AVAILABLE DATA>
#[cfg(test)]
mod tests {
    use super::*;
    use serde_json::json;

    #[test]
    fn var_kind_parses_aliases() {
        let vars: Vec<Variable> = serde_json::from_value(json!([
            {"name": "a", "type": "bool"},
            {"name": "b", "type": "int"},
            {"name": "c", "type": "float"},
            {"name": "d", "type": "decimal"}
        ]))
        .expect("variables");
        let kinds: Vec<VarKind> = vars.iter().map(|v| v.kind).collect();
        assert_eq!(kinds, vec![VarKind::Bool, VarKind::Int, VarKind::Real, VarKind::Real]);
    }

    #[test]
    fn constraint_defaults_fill_metadata() {
        let c: Constraint = serde_json::from_value(json!({"id": "X"})).expect("constraint");
        assert_eq!(c.category, "General");
        assert_eq!(c.error_message, "Constraint violated");
        assert!(c.formula.is_none());
    }

    #[test]
    fn from_value_reports_missing_field() {
        let err = Ontology::from_value(json!({"name": "x", "version": "1", "constraints": []}))
            .unwrap_err();
        assert_eq!(
            err,
            AareError::OntologyInvalid {
                field: "extractors".to_string()
            }
        );
    }

    #[test]
    fn duplicate_constraint_ids_rejected() {
        let c = Constraint::new("DUP", None, vec![]);
        let ontology = Ontology::new("o", "1", vec![c.clone(), c], BTreeMap::new());
        assert!(matches!(ontology.validate(), Err(AareError::Validation { .. })));
    }

    #[test]
    fn duplicate_variable_declarations_rejected() {
        let c = Constraint::new(
            "C",
            None,
            vec![Variable::new("x", VarKind::Int), Variable::new("x", VarKind::Real)],
        );
        assert!(c.validate().is_err());
    }

    #[test]
    fn fact_values_deserialize_untagged() {
        let facts: FactSet =
            serde_json::from_value(json!({"a": true, "b": 720, "c": 35.0, "d": "x"}))
                .expect("facts");
        assert_eq!(facts["a"], FactValue::Bool(true));
        assert_eq!(facts["b"], FactValue::Int(720));
        assert_eq!(facts["c"], FactValue::Real(35.0));
        assert_eq!(facts["d"], FactValue::Text("x".to_string()));
    }

    #[test]
    fn certificate_digest_ignores_timestamp() {
        let results = vec![ProofFragment::satisfied("A")];
        let first = ProofCertificate::new("v", results.clone(), 1.0);
        let second = ProofCertificate::new("v", results, 2.0);
        assert_eq!(first.digest, second.digest);
        assert!(first.is_intact());
    }

    #[test]
    fn hash_is_key_order_independent() {
        assert_eq!(
            compute_content_hash(&json!({"a": 1, "b": 2})),
            compute_content_hash(&json!({"b": 2, "a": 1}))
        );
    }
}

WHAT THE EXERCISE ASKS>
The data above must be reproduced in full, exactly as given.

EXERCISE RESULT>
#[cfg(test)]
mod tests {
    use super::*;
    use serde_json::json;

    #[test]
    fn var_kind_parses_aliases() {
        let vars: Vec<Variable> = serde_json::from_value(json!([
            {"name": "a", "type": "bool"},
            {"name": "b", "type": "int"},
            {"name": "c", "type": "float"},
            {"name": "d", "type": "decimal"}
        ]))
        .expect("variables");
        let kinds: Vec<VarKind> = vars.iter().map(|v| v.kind).collect();
        assert_eq!(kinds, vec![VarKind::Bool, VarKind::Int, VarKind::Real, VarKind::Real]);
    }

    #[test]
    fn constraint_defaults_fill_metadata() {
        let c: Constraint = serde_json::from_value(json!({"id": "X"})).expect("constraint");
        assert_eq!(c.category, "General");
        assert_eq!(c.error_message, "Constraint violated");
        assert!(c.formula.is_none());
    }

    #[test]
    fn from_value_reports_missing_field() {
        let err = Ontology::from_value(json!({"name": "x", "version": "1", "constraints": []}))
            .unwrap_err();
        assert_eq!(
            err,
            AareError::OntologyInvalid {
                field: "extractors".to_string()
            }
        );
    }

    #[test]
    fn duplicate_constraint_ids_rejected() {
        let c = Constraint::new("DUP", None, vec![]);
        let ontology = Ontology::new("o", "1", vec![c.clone(), c], BTreeMap::new());
        assert!(matches!(ontology.validate(), Err(AareError::Validation { .. })));
    }

    #[test]
    fn duplicate_variable_declarations_rejected() {
        let c = Constraint::new(
            "C",
            None,
            vec![Variable::new("x", VarKind::Int), Variable::new("x", VarKind::Real)],
        );
        assert!(c.validate().is_err());
    }

    #[test]
    fn fact_values_deserialize_untagged() {
        let facts: FactSet =
            serde_json::from_value(json!({"a": true, "b": 720, "c": 35.0, "d": "x"}))
                .expect("facts");
        assert_eq!(facts["a"], FactValue::Bool(true));
        assert_eq!(facts["b"], FactValue::Int(720));
        assert_eq!(facts["c"], FactValue::Real(35.0));
        assert_eq!(facts["d"], FactValue::Text("x".to_string()));
    }

    #[test]
    fn certificate_digest_ignores_timestamp() {
        let results = vec![ProofFragment::satisfied("A")];
        let first = ProofCertificate::new("v", results.clone(), 1.0);
        let second = ProofCertificate::new("v", results, 2.0);
        assert_eq!(first.digest, second.digest);
        assert!(first.is_intact());
    }

    #[test]
    fn hash_is_key_order_independent() {
        assert_eq!(
            compute_content_hash(&json!({"a": 1, "b": 2})),
            compute_content_hash(&json!({"b": 2, "a": 1}))
        );
    }
}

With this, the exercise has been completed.